Use systems biology approaches to study virus-host interactions and to engineer vaccines

My laboratory takes systems biology approaches to characterize the virus replication capacity, in the presence of specific immune response, drug selection, and host-viral interactions, at the genomic scale. We integrate multi-disciplinary methods, including viral genetics, molecular and cellular biology, genomics, structural biology, microfluidics, informatics and mathematic modeling. We currently study the following viruses: Kaposi sarcoma-associate herpesvirus (KSHV), murine herpesvirus-68 (MHV-68), influenza virus, Zika virus and human immune-deficient virus (HIV). We have recently developed a method that will enable us to generate a functional genetic map of an entire viral genome at single nucleotide resolution. These studies will generate functional genomic maps that lay the foundation for comprehensively defining virus-host interactions, and accelerate rational vaccine design and drug development.
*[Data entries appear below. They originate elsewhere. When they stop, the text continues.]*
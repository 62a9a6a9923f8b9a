//! Custom Axum extractors for the gateway.

use axum::{
    async_trait,
    extract::{FromRequest, FromRequestParts, Request},
    http::request::Parts,
};
use serde::de::DeserializeOwned;
use tracing::debug;

use crate::error::ApiError;

/// Header carrying a tenant's own key
pub const TENANT_KEY_HEADER: &str = "x-tenant-key";

/// Header carrying the request ID
pub const REQUEST_ID_HEADER: &str = "x-request-id";

/// Request ID assigned by the request ID middleware, or read from the header
#[derive(Debug, Clone)]
pub struct RequestId(pub String);

#[async_trait]
impl<S> FromRequestParts<S> for RequestId
where
    S: Send + Sync,
{
    type Rejection = ApiError;

    async fn from_request_parts(parts: &mut Parts, _state: &S) -> Result<Self, Self::Rejection> {
        if let Some(id) = parts.extensions.get::<Self>() {
            return Ok(id.clone());
        }
        let id = parts
            .headers
            .get(REQUEST_ID_HEADER)
            .and_then(|v| v.to_str().ok())
            .filter(|v| !v.is_empty())
            .map_or_else(|| uuid::Uuid::new_v4().to_string(), String::from);
        Ok(Self(id))
    }
}

/// Key presented for the tenant named in the request body
#[derive(Debug, Clone)]
pub struct TenantKey(pub Option<String>);

#[async_trait]
impl<S> FromRequestParts<S> for TenantKey
where
    S: Send + Sync,
{
    type Rejection = ApiError;

    async fn from_request_parts(parts: &mut Parts, _state: &S) -> Result<Self, Self::Rejection> {
        let key = parts
            .headers
            .get(TENANT_KEY_HEADER)
            .map(|v| {
                v.to_str()
                    .map(str::to_string)
                    .map_err(|_| ApiError::unauthorized("Invalid X-Tenant-Key header"))
            })
            .transpose()?;
        Ok(Self(key))
    }
}

/// JSON body extractor with better error handling
#[derive(Debug)]
pub struct JsonBody<T>(pub T);

#[async_trait]
impl<S, T> FromRequest<S> for JsonBody<T>
where
    T: DeserializeOwned,
    S: Send + Sync,
{
    type Rejection = ApiError;

    async fn from_request(req: Request, state: &S) -> Result<Self, Self::Rejection> {
        let bytes = axum::body::Bytes::from_request(req, state)
            .await
            .map_err(|e| ApiError::bad_request(format!("Failed to read request body: {e}")))?;

        let value: T = serde_json::from_slice(&bytes).map_err(|e| {
            debug!(error = %e, "JSON parse error");
            ApiError::bad_request(format!("Invalid JSON: {e}"))
        })?;

        Ok(Self(value))
    }
}

#[cfg(test)]
mod tests {
    use super::*;
    use axum::http::Request;

    #[tokio::test]
    async fn test_request_id_from_header() {
        let req = Request::builder()
            .uri("/v1/chat")
            .header(REQUEST_ID_HEADER, "abc-123")
            .body(())
            .unwrap();
        let (mut parts, _body) = req.into_parts();

        let RequestId(id) = RequestId::from_request_parts(&mut parts, &()).await.unwrap();
        assert_eq!(id, "abc-123");
    }

    #[tokio::test]
    async fn test_request_id_generated_when_missing() {
        let req = Request::builder().uri("/v1/chat").body(()).unwrap();
        let (mut parts, _body) = req.into_parts();

        let RequestId(id) = RequestId::from_request_parts(&mut parts, &()).await.unwrap();
        assert!(uuid::Uuid::parse_str(&id).is_ok());
    }

    #[tokio::test]
    async fn test_tenant_key_optional() {
        let req = Request::builder().uri("/v1/chat").body(()).unwrap();
        let (mut parts, _body) = req.into_parts();
        let TenantKey(key) = TenantKey::from_request_parts(&mut parts, &()).await.unwrap();
        assert!(key.is_none());

        let req = Request::builder()
            .uri("/v1/chat")
            .header(TENANT_KEY_HEADER, "s3cret")
            .body(())
            .unwrap();
        let (mut parts, _body) = req.into_parts();
        let TenantKey(key) = TenantKey::from_request_parts(&mut parts, &()).await.unwrap();
        assert_eq!(key.as_deref(), Some("s3cret"));
    }
}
One focus of my lab is to generate and utilize the high-resolution viral genomic information to precisely design vaccines. Traditional genetics focuses on the linkage of one mutation and one phenotype. Our approach is an innovative genetic platform that enables us to scan the entire HIV-1/influenza virus genome to identify sequences essential for viral replication at particular selection conditions such as interferons and cytotoxic T cells, etc. The identification of functional sequences in the entire viral genome at a high resolution establishes a solid foundation for rational vaccine design and enable precision-engineering. We have demonstrated with herpesvirus and influenza virus in mice-infection models, the viruses become more immunogenic than the wild type, but severely attenuated in vivo when we systematically remove the immune-evasion functions from the virus genome. Thereby, it can be a general rational approach to develop therapeutic or preventive vaccine for many other pathogens. Furthermore, we can use this approach to engineer viruses (cancer vaccines) to preferentially replicate in cancer cells and strongly stimulate immune responses against tumor antigens.